# [Dataset excerpts]
• • • • •
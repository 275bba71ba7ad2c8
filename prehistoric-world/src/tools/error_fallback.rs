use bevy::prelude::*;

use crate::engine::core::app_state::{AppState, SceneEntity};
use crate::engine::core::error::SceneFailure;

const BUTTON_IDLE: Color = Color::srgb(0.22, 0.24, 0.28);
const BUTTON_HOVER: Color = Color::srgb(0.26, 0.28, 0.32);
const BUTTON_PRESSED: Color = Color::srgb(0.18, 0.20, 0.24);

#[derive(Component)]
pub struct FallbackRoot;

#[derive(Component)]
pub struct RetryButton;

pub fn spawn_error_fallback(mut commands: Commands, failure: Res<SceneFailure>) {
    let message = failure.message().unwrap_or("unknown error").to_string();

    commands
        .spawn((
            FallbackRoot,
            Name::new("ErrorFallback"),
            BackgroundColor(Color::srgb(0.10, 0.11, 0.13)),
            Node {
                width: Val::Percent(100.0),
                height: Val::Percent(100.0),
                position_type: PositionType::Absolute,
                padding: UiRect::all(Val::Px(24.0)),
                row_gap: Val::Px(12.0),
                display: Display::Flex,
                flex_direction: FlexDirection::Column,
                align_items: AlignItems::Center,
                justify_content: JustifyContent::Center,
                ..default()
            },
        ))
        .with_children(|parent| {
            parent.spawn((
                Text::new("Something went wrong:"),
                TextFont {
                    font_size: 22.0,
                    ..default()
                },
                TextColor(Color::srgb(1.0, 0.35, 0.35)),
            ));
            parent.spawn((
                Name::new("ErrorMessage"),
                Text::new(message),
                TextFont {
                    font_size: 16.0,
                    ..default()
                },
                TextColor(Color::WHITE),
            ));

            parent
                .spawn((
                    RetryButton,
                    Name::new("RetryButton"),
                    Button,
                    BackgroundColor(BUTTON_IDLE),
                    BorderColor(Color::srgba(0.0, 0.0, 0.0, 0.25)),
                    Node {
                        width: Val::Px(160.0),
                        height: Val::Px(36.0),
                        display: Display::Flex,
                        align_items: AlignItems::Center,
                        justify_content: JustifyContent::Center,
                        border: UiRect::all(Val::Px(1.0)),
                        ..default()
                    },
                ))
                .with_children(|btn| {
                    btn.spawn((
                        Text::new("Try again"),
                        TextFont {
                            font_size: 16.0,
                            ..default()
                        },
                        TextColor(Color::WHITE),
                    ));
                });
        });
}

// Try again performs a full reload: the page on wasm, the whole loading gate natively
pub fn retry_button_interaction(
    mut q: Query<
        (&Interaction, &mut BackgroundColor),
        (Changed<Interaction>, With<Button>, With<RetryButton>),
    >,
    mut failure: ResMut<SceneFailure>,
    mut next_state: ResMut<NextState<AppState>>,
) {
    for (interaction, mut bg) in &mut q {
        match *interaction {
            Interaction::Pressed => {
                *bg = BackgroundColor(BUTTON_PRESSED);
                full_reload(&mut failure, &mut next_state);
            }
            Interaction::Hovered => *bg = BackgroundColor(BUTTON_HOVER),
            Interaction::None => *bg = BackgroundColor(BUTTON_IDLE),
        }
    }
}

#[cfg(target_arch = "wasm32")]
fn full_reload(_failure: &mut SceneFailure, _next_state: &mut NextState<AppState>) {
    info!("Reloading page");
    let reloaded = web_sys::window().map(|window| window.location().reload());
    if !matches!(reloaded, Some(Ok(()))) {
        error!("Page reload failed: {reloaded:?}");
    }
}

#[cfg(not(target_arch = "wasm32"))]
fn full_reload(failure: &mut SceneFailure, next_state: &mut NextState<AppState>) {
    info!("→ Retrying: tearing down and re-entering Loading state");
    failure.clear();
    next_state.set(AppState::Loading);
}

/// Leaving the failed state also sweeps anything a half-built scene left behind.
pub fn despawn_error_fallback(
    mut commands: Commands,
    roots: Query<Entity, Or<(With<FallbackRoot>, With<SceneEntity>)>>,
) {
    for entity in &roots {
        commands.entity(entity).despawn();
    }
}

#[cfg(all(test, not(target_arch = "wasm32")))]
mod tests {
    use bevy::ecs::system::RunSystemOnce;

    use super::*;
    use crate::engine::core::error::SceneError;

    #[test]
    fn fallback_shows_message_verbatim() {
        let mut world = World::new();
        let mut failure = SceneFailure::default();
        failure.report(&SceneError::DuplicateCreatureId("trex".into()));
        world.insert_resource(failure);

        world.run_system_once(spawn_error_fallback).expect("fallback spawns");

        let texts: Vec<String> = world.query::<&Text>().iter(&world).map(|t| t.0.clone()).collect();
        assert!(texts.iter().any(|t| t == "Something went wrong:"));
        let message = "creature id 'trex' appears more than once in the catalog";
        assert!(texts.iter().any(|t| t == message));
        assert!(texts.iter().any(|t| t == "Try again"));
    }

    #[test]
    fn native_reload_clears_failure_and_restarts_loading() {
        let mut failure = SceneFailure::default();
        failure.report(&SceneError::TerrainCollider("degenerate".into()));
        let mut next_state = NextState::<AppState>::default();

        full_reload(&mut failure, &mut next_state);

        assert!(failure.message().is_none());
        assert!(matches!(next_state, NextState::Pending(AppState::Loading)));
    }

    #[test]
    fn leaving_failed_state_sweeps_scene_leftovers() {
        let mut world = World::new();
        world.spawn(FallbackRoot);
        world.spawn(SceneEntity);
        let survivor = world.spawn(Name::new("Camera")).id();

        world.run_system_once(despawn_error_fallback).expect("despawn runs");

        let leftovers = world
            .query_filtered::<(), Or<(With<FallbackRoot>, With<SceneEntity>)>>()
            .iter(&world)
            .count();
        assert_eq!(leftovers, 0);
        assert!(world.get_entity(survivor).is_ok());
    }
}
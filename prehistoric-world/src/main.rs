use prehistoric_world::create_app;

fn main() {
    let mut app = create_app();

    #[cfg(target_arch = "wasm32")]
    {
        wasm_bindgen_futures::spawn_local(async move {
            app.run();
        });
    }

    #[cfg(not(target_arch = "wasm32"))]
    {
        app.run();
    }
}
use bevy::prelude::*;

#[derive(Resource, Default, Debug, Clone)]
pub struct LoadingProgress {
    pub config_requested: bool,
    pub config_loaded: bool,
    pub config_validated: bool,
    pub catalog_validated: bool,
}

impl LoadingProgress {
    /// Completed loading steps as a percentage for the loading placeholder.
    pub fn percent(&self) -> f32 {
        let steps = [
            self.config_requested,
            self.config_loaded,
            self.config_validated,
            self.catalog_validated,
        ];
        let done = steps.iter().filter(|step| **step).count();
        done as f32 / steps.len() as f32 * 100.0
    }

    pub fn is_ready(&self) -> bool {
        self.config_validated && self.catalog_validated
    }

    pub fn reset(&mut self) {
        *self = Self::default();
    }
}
• • • • •
Copy every line of the records above, starting with the first, up to and including the line containing "const BUTTON_IDLE: Color".

repository 275bba71ba7ad2c8
filename prehistoric-world/src/tools/error_fallback.rs
use bevy::prelude::*;

use crate::engine::core::app_state::{AppState, SceneEntity};
use crate::engine::core::error::SceneFailure;

const BUTTON_IDLE: Color = Color::srgb(0.22, 0.24, 0.28);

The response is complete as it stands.